Exercise requirements: All lines in the records below with the word "RwLock" must be returned.

BEGIN Exercise materials

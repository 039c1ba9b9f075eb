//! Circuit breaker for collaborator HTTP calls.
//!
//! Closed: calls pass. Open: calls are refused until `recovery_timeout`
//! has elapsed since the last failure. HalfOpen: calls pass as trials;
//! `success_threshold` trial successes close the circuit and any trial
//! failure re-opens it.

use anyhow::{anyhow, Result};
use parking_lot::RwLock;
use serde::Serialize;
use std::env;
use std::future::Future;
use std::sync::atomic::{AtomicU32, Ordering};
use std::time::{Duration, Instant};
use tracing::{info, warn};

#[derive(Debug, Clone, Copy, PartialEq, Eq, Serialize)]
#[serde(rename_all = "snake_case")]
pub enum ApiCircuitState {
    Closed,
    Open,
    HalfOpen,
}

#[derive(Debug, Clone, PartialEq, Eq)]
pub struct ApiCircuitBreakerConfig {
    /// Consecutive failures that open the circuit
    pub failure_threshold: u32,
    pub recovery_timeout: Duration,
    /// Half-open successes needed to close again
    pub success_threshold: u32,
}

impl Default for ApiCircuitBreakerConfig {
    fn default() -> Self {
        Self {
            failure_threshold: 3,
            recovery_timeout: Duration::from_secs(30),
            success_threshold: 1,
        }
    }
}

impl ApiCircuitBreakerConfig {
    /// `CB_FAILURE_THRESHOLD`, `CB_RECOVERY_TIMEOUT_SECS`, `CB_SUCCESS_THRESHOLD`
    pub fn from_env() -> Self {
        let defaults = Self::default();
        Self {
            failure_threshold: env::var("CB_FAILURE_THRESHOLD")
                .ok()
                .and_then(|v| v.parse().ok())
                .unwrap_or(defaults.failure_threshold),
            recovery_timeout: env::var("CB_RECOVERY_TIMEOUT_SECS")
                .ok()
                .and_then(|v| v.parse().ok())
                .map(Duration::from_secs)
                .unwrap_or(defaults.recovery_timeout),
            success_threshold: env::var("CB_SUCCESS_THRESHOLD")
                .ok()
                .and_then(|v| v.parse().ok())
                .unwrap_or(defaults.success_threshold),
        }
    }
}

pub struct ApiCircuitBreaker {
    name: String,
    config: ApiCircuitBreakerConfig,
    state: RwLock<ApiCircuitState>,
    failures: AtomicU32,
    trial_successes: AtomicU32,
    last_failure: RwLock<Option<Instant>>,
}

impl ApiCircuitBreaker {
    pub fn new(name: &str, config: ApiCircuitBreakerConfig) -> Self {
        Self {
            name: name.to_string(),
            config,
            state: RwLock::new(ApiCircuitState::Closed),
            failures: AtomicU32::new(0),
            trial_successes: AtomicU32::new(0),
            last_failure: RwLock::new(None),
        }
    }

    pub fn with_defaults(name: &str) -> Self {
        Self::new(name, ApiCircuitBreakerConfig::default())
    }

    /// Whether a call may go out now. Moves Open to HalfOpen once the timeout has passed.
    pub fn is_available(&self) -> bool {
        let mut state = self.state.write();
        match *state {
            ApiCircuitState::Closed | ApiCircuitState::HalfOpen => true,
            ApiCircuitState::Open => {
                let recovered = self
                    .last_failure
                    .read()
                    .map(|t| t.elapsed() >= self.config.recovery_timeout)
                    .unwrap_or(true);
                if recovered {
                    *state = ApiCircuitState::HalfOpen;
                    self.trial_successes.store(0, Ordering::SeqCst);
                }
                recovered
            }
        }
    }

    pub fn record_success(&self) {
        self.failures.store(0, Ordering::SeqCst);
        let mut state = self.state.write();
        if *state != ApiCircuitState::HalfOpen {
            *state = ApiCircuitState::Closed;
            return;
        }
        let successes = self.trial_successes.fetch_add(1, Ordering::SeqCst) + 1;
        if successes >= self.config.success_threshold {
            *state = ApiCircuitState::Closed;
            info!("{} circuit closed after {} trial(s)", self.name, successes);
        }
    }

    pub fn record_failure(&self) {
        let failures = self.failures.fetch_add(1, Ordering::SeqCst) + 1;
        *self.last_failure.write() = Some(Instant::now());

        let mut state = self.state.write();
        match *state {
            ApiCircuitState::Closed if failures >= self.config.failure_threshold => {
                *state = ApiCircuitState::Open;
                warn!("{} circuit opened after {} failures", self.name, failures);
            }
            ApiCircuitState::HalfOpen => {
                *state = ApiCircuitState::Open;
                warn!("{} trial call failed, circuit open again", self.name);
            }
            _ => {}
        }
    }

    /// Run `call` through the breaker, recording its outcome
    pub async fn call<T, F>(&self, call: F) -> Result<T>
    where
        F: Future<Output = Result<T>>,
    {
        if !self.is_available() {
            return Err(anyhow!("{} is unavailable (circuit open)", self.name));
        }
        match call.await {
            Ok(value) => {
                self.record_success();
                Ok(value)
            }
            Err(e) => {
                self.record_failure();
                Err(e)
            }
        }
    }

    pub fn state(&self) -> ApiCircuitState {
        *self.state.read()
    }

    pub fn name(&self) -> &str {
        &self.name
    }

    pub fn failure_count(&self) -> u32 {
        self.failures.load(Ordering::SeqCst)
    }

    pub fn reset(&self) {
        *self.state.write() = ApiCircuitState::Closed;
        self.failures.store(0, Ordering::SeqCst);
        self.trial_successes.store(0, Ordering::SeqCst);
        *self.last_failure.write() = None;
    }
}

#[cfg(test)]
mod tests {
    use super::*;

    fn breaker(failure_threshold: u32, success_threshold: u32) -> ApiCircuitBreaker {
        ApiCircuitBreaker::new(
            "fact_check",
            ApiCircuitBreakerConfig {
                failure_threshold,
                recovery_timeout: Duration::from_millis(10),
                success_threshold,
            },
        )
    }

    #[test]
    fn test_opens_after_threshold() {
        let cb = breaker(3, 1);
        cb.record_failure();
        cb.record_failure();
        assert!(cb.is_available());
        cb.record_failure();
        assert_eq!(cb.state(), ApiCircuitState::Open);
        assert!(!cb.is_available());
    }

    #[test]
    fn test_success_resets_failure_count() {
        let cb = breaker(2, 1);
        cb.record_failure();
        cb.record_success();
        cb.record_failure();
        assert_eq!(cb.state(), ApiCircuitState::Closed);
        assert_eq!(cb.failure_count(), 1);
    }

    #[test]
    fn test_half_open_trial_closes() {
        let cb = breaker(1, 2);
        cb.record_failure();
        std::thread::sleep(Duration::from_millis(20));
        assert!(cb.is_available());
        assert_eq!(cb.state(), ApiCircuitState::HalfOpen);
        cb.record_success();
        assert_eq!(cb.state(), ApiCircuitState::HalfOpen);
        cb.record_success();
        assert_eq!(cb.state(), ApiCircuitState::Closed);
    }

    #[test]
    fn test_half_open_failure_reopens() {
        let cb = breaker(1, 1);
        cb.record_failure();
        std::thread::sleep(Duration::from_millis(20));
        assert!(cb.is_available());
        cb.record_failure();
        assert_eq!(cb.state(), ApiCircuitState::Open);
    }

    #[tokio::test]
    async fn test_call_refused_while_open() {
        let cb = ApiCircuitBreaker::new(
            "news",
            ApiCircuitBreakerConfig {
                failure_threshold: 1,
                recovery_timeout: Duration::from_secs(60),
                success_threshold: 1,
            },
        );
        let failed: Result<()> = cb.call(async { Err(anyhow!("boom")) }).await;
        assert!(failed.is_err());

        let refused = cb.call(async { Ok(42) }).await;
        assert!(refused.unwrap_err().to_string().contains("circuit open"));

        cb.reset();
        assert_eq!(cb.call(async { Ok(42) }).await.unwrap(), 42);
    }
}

END Exercise materials
BEGIN Exercise materials

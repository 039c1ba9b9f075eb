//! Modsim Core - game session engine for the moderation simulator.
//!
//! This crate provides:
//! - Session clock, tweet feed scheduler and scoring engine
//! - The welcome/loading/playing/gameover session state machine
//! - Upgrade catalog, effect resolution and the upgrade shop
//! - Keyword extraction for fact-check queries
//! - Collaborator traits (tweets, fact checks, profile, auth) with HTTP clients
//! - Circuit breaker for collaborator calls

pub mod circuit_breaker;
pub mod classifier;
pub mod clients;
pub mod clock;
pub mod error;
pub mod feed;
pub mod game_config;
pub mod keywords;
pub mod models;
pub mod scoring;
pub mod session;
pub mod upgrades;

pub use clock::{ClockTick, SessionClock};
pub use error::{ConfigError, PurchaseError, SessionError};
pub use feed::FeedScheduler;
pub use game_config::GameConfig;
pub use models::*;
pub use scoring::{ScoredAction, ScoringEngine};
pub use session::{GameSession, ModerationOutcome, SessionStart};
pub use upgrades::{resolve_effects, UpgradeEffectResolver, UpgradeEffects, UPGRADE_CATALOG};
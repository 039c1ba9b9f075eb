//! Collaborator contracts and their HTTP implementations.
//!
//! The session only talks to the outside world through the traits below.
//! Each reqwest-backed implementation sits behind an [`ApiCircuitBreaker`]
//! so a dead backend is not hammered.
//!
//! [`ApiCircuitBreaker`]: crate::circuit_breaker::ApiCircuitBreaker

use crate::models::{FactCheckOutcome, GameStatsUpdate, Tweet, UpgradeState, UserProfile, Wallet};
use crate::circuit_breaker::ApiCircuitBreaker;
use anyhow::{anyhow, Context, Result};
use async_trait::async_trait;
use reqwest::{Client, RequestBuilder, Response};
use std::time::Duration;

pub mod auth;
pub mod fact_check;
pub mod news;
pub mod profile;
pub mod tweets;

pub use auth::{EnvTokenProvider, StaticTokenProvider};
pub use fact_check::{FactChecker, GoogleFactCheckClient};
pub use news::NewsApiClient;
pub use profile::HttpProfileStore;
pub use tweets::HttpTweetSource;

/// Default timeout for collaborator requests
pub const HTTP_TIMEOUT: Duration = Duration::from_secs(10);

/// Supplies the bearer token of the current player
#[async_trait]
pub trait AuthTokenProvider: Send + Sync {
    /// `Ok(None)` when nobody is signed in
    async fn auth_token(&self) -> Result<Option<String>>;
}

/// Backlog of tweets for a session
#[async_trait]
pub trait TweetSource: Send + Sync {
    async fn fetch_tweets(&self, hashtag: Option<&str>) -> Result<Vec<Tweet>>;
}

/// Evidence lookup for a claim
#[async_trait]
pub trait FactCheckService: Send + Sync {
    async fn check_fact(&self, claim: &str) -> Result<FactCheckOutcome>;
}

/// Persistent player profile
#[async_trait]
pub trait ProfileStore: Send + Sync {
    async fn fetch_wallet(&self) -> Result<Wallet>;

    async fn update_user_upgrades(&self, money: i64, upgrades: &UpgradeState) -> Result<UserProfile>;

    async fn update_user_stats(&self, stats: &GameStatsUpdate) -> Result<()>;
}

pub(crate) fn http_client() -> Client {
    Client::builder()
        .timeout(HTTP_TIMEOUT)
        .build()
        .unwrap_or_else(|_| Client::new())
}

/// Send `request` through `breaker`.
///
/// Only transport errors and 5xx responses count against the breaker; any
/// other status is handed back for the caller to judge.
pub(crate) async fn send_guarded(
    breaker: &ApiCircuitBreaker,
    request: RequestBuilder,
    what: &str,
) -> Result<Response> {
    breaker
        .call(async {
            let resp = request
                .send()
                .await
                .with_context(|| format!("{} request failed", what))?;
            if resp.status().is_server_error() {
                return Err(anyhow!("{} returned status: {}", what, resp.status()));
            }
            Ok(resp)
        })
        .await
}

END Exercise materials

Answer to the problem:
use parking_lot::RwLock;
    state: RwLock<ApiCircuitState>,
    last_failure: RwLock<Option<Instant>>,
            state: RwLock::new(ApiCircuitState::Closed),
            last_failure: RwLock::new(None),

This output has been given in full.